AL VUELO-Verdades

AL VUELO-Verdades

Por Pegaso

Aquí voy a decir algunas verdades y expresar otras tantas dudas en relación con el contenido del famosísimo programa “El Chavo del 8”.

Empecemos.

1.- ¿Por qué, si “El Chavo” vive en el departamento 8, o en el barril, “El Señor Barriga” no le cobra la renta?

2.- “El Chavo” tiene 8 años, “Quico” 9 y “La Chilindrina” es una preadolescente de 12 años, aproximadamente, lo que explica su precocidad.
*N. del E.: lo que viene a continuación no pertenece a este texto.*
//! Dense matrix primitives used by the network engine.
use anyhow::{anyhow, Result};
use byteorder::{LittleEndian, ReadBytesExt, WriteBytesExt};
use rand::Rng;
use std::io::{Read, Write};

/// A dense row-major matrix of `f64` cells.
///
/// Every binary operation returns a new matrix and requires compatible
/// operand dimensions; a shape violation is a fatal precondition failure and
/// panics with both shapes.
#[derive(Debug, Clone, PartialEq)]
pub struct Matrix {
    rows: usize,
    cols: usize,
    data: Vec<f64>,
}

impl Matrix {
    /// Create a matrix from flat row-major data.
    ///
    /// # Panics
    /// Panics if `data.len() != rows * cols`.
    pub fn new(rows: usize, cols: usize, data: Vec<f64>) -> Self {
        assert_eq!(
            rows * cols,
            data.len(),
            "{}x{} matrix is incompatible with {} data elements",
            rows,
            cols,
            data.len()
        );
        Self { rows, cols, data }
    }

    /// Zero-filled matrix.
    pub fn zeros(rows: usize, cols: usize) -> Self {
        Self::new(rows, cols, vec![0.0; rows * cols])
    }

    /// Matrix with every cell set to `v`.
    pub fn filled(rows: usize, cols: usize, v: f64) -> Self {
        Self::new(rows, cols, vec![v; rows * cols])
    }

    /// Single-column matrix from a slice.
    pub fn column(values: &[f64]) -> Self {
        Self::new(values.len(), 1, values.to_vec())
    }

    /// Weight matrix initialized uniformly from (-1/sqrt(fan_in), 1/sqrt(fan_in)).
    pub fn random(rows: usize, cols: usize, fan_in: usize, rng: &mut impl Rng) -> Self {
        Self::new(rows, cols, random_array(rows * cols, fan_in as f64, rng))
    }

    pub fn rows(&self) -> usize {
        self.rows
    }

    pub fn cols(&self) -> usize {
        self.cols
    }

    pub fn at(&self, row: usize, col: usize) -> f64 {
        self.data[row * self.cols + col]
    }

    fn assert_same_shape(&self, other: &Self, op: &str) {
        assert!(
            self.rows == other.rows && self.cols == other.cols,
            "{} requires identical shapes, got {}x{} and {}x{}",
            op,
            self.rows,
            self.cols,
            other.rows,
            other.cols
        );
    }

    /// Matrix product.
    ///
    /// # Panics
    /// Panics unless `self.cols == other.rows`.
    pub fn dot(&self, other: &Self) -> Self {
        assert_eq!(
            self.cols, other.rows,
            "dot requires inner dimensions to match, got {}x{} and {}x{}",
            self.rows, self.cols, other.rows, other.cols
        );
        let mut out = Self::zeros(self.rows, other.cols);
        for i in 0..self.rows {
            for k in 0..self.cols {
                let a = self.at(i, k);
                for j in 0..other.cols {
                    out.data[i * other.cols + j] += a * other.at(k, j);
                }
            }
        }
        out
    }

    /// Apply `f(row, col, value)` to every cell, returning a new matrix.
    pub fn apply(&self, mut f: impl FnMut(usize, usize, f64) -> f64) -> Self {
        let mut out = self.clone();
        for i in 0..self.rows {
            for j in 0..self.cols {
                out.data[i * self.cols + j] = f(i, j, self.at(i, j));
            }
        }
        out
    }

    /// Multiply every cell by the scalar `s`.
    pub fn scale(&self, s: f64) -> Self {
        self.apply(|_, _, v| s * v)
    }

    /// Hadamard (elementwise) product.
    pub fn multiply(&self, other: &Self) -> Self {
        self.assert_same_shape(other, "multiply");
        self.apply(|i, j, v| v * other.at(i, j))
    }

    /// Elementwise sum.
    pub fn add(&self, other: &Self) -> Self {
        self.assert_same_shape(other, "add");
        self.apply(|i, j, v| v + other.at(i, j))
    }

    /// Elementwise difference.
    pub fn subtract(&self, other: &Self) -> Self {
        self.assert_same_shape(other, "subtract");
        self.apply(|i, j, v| v - other.at(i, j))
    }

    /// Transposed copy.
    pub fn transpose(&self) -> Self {
        let mut out = Self::zeros(self.cols, self.rows);
        for i in 0..self.rows {
            for j in 0..self.cols {
                out.data[j * self.rows + i] = self.at(i, j);
            }
        }
        out
    }

    /// Write the matrix as u64 row count, u64 column count, then row-major
    /// f64 cells, all little-endian.
    pub fn write_to(&self, w: &mut impl Write) -> Result<()> {
        w.write_u64::<LittleEndian>(self.rows as u64)?;
        w.write_u64::<LittleEndian>(self.cols as u64)?;
        for &v in &self.data {
            w.write_f64::<LittleEndian>(v)?;
        }
        Ok(())
    }

    /// Read a matrix in the `write_to` encoding. Round-trips exactly.
    pub fn read_from(r: &mut impl Read) -> Result<Self> {
        let rows = r.read_u64::<LittleEndian>()? as usize;
        let cols = r.read_u64::<LittleEndian>()? as usize;
        let len = rows
            .checked_mul(cols)
            .ok_or_else(|| anyhow!("corrupt matrix header: {}x{}", rows, cols))?;
        let mut data = Vec::with_capacity(len);
        for _ in 0..len {
            data.push(r.read_f64::<LittleEndian>()?);
        }
        Ok(Self::new(rows, cols, data))
    }
}

/// Draw `n` samples uniformly from (-1/sqrt(v), 1/sqrt(v)), the
/// variance-scaled initialization range for a transition with fan-in `v`.
pub fn random_array(n: usize, v: f64, rng: &mut impl Rng) -> Vec<f64> {
    let limit = 1.0 / v.sqrt();
    (0..n).map(|_| rng.gen_range(-limit..limit)).collect()
}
3.- El nombre verdadero de “El Chavo” es Rodolfo Pietro Filiberto Raffaelo Guglielmi, según expresó su creador, Roberto Gómez Bolaños “Chespirito” en su libro “El Diario de El Chavo”.

4.- El verdadero nombre de “Quico” es Federico Matalascallando De la Corcuera.

5.- El nombre de “La Chilindrina” es Esperegencia Valdés, y el de “Ron Damón”, Ramón Valdés, igualito que en la vida real.

4.- ¿Qué hacen en el interior de la casa “Doña Florinda” y el “Profe Longaniza” cuando “Quico” se sale a jugar al patio de la vecindad?

5.- La causa de que “Ron Damón” aguante tanta cachetada de “Doña Florinda” es que secretamente está enamorado de ella.

6.- “Doña Florinda”, por su parte, se considera a sí misma como una persona de la alta sociedad, aunque vive en una pinchurrienta vecindad. Esto ha dado origen a una condición psicológica que se conoce precisamente como “Síndrome de Doña Florinda”. La explicación está de más.

7.- “Ron Damón” siempre trae ropa ajada y fea, pero en el cuello se le asoma una gruesa cadena de oro.

8.- Hay quienes quieren ver en este programa una similitud de cada personaje con un pecado capital, y en ese sentido, “El Chavo” representaría el pecado de la gula, “Quico”, la envidia, “Ron Damón”, la pereza, “Doña Florinda”, la Ira, “El Señor Barriga”, la avaricia, “Ron Damón”, la Pereza, “La Bruja del 71”, la Soberbia y “La Chilindrina”, la lujuria.

9.- Roberto Gómez Bolaños se robaba las obras de otros autores, por ejemplo, el tema principal, que fue copiado nada más ni nada menos que de la melodía “Las Ruinas de Atenas”, de Ludwig van Beethoven, que después reinterpretó Jean-Jacques Perrey para convertirla en “La Marcha Turca”, luego, se hizo una versión electrónica llamada “Los Elefantes no Tienen Memoria” y finalmente “Chespirito” utilizó esa versión para su programa, sin el permiso del autor y sin darle ningún crédito, lo que lo llevó a una demanda legal en 2010, teniendo que pagar una buena lana.

10.- Pero también utilizó muchos recursos subliminales, y a pesar de que el programa estuvo pensado y lo sigue siendo, como un contenido para niños, hay situaciones más propias para adultos.

11.- En algunos sitios de Internet se definen algunos de estos mensajes subliminales, como la svástica nazi y otros símbolos ocultistas. Además, hay una alusión constante hacia la brujería.

12.- El programa explota el morbo que produce la pobreza. Nos reímos de las desgracias de personajes paupérrimos e imbéciles, porque eso nos hace sentir mejores que ellos, olvidar por un momento nuestras propias miserias. Y ese fue parte de su éxito.

13.- “Ron Damón” era viudo, pero todo indica que la familia de su esposa era de buena posición económica. Lo que no se explica es por qué arrastrar a “La Chilindrina” a vivir una vida de privaciones en una miserable vecindad.

14.- Por cierto, Ramón Valdés no actuaba para su personaje. Era él mismo. De hecho, “Chespirito” no le daba un libreto para aprendérselo, sino que reaccionaba conforme los demás personajes hacían su parte.

15.- Quienes realmente hacían el show eran “Ron Damón” y “Quico”. Las intervenciones de “El Chavo” eran insulsas y faltas de gracia. Cuando el programa se quedó sin esos entrañables personajes, perdió gran parte de su audiencia y ya no fue lo mismo.

16.- El personaje de “El Chavo” ha sido reinventado por tres enanitos que se hacen llamar “Medio Metro” y que actúan por separado en diferentes shows musicales. Uno de ellos, el primero que se vistió como el personaje de “Chespirito”, falleció hace poco.

Nos quedamos con el refrán estilo Pegaso: “Partículas sólidas de tales limos”. (Polvo de aquellos lodos).